For Microsoft Access databases to have their VBA scripts properly locked in a similar way, they have to be saved as an MDE file.

Summary

To put it in a nutshell, FileMaker Pro was created from a designer's point-of-view rather than from a programmer's point-of-view. Microsoft Access was created from a Microsoft programmer's point-of-view, not from a designer's point-of-view. This is why Microsoft had to improve its Wizards and simplify the designing aspects of Microsoft Access in the latest 2003/4 versions.

However, FileMaker Pro was already designed to work in a simple way by focussing on the designer's point of view.

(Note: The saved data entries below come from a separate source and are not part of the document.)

//! Inconsistencies reported by the peer's traffic that do not end the session.

use thiserror::Error;
use wamp_protocol::{DecodeError, Id, MessageKind, SerializerError};

use crate::error::HandleKind;
use crate::session::SessionStatus;

/// Something the router sent that the session could not make sense of.
///
/// The offending message is dropped, the anomaly is logged at `warn` and
/// handed to [`SessionDelegate::anomaly`](crate::SessionDelegate::anomaly).
#[derive(Debug, Clone, PartialEq, Error)]
pub enum Anomaly {
	#[error("{kind} for unknown request {request_id}")]
	UnknownRequest { kind: MessageKind, request_id: Id },

	#[error("EVENT for unknown subscription {0}")]
	UnknownSubscription(Id),

	#[error("INVOCATION for unknown registration {0}")]
	UnknownRegistration(Id),

	#[error("ERROR for request {request_id} of unrecognised type {request_type}")]
	UnknownErrorKind { request_type: u64, request_id: Id },

	/// UNSUBSCRIBED or UNREGISTERED for a handle that was already gone.
	#[error("{kind} {id} was no longer registered")]
	HandleGone { kind: HandleKind, id: Id },

	#[error("malformed message: {0}")]
	Malformed(DecodeError),

	#[error("undecodable payload: {0}")]
	Unpack(SerializerError),

	#[error("unexpected {kind} while session is {status}")]
	UnexpectedMessage { kind: MessageKind, status: SessionStatus },
}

As a result, FileMaker Pro has become the most popular database development tool outside of the corporate world.

And as FileMaker Pro further enhances the programming side of database development work to help people create truly powerful databases we may see more and more corporate clients use this tool for their own work.

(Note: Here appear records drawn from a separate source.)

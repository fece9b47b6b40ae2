//! Handle for a procedure registered with the router.

use std::fmt;
use std::sync::{Arc, Weak};

use wamp_protocol::Id;

use crate::error::{HandleKind, Result};
use crate::handle::HandleCore;
use crate::session::SessionInner;
use crate::types::{Invocation, InvocationError, Yield};

/// Callback answering invocations of one registered procedure.
pub type InvocationHandler = Arc<dyn Fn(Invocation) -> std::result::Result<Yield, InvocationError> + Send + Sync>;

/// A live registration. Clones share the same underlying handle.
#[derive(Clone)]
pub struct Registration {
	inner: Arc<HandleCore<InvocationHandler>>,
}

impl Registration {
	pub(crate) fn new(id: Id, procedure: String, session: Weak<SessionInner>, handler: InvocationHandler) -> Self {
		Self {
			inner: Arc::new(HandleCore::new(HandleKind::Registration, id, procedure, session, handler)),
		}
	}

	pub fn id(&self) -> Id {
		self.inner.id()
	}

	pub fn procedure(&self) -> &str {
		self.inner.uri()
	}

	pub fn is_active(&self) -> bool {
		self.inner.is_active()
	}

	pub fn rebind<F>(&self, handler: F)
	where
		F: Fn(Invocation) -> std::result::Result<Yield, InvocationError> + Send + Sync + 'static,
	{
		self.inner.set_handler(Arc::new(handler));
	}

	/// Unregisters the procedure and waits for the router to confirm.
	pub async fn cancel(&self) -> Result<()> {
		self.inner.cancellable()?.unregister(self.id()).await
	}

	pub(crate) fn handler(&self) -> InvocationHandler {
		self.inner.handler()
	}

	pub(crate) fn invalidate(&self) {
		self.inner.invalidate();
	}
}

impl fmt::Debug for Registration {
	fn fmt(&self, f: &mut fmt::Formatter<'_>) -> fmt::Result {
		f.debug_struct("Registration")
			.field("id", &self.id())
			.field("procedure", &self.procedure())
			.field("active", &self.is_active())
			.finish()
	}
}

Until Microsoft and FileMaker, Inc. decide to provide truly secure tools for everyone and not just developer's designed to lock databases permanently, neither application can achieve the level of security required for today's solutions.

Why do people prefer to use Microsoft Access?

Not everyone uses Microsoft Access. Apart from the Macintosh community, there is a large faithful base of ordinary PC computer users who have found FileMaker Pro to be an excellent tool for creating databases. But when it comes to the corporate world, there is a tendency to stick to Microsoft Access.

Why?

It is primarily because most businesses use PCs and because they have already paid for Microsoft Office, the availability of Microsoft Access as a standard component of the Microsoft Office suite has meant most businesses are happy to use what they are given. Why pay an extra A$275 for a standard edition of FileMaker Pro 7 if businesses already have Microsoft Access to do essentially the same thing?

But what if businesses had a choice between FileMaker Pro and Microsoft Access? Would business professionals continue sticking with Microsoft Access, or would they use FileMaker Pro if they knew it is easier to create databases and more cost-effective in the long-term?

The other reason is that Microsoft Access has been designed to read other documents in the Microsoft Office family in a very reliable way. This means an entire business with staff using Microsoft Office will have the confidence of being able to communicate effectively with other Microsoft products.

Yet, since 1999, FileMaker Pro 4.1 and higher has provided ODBC technology to allow people to access information in Microsoft Office products.

Perhaps the real reason is because FileMaker Pro has not been tried and tested in the corporate world to see how well it stacks up against the likes of Microsoft Access. And anyway, once people are committed to developing databases on Microsoft Access, the cost and time to convert the databases to FileMaker Pro often prohibits its use.

Is there a way to change this view?

UPDATE
September 2005

FileMaker Pro 8 has been released. Some of the features has been designed to imitate Microsoft Access. For example, instead of linking multiple files, you can link multiple tables in a single FileMaker Pro file.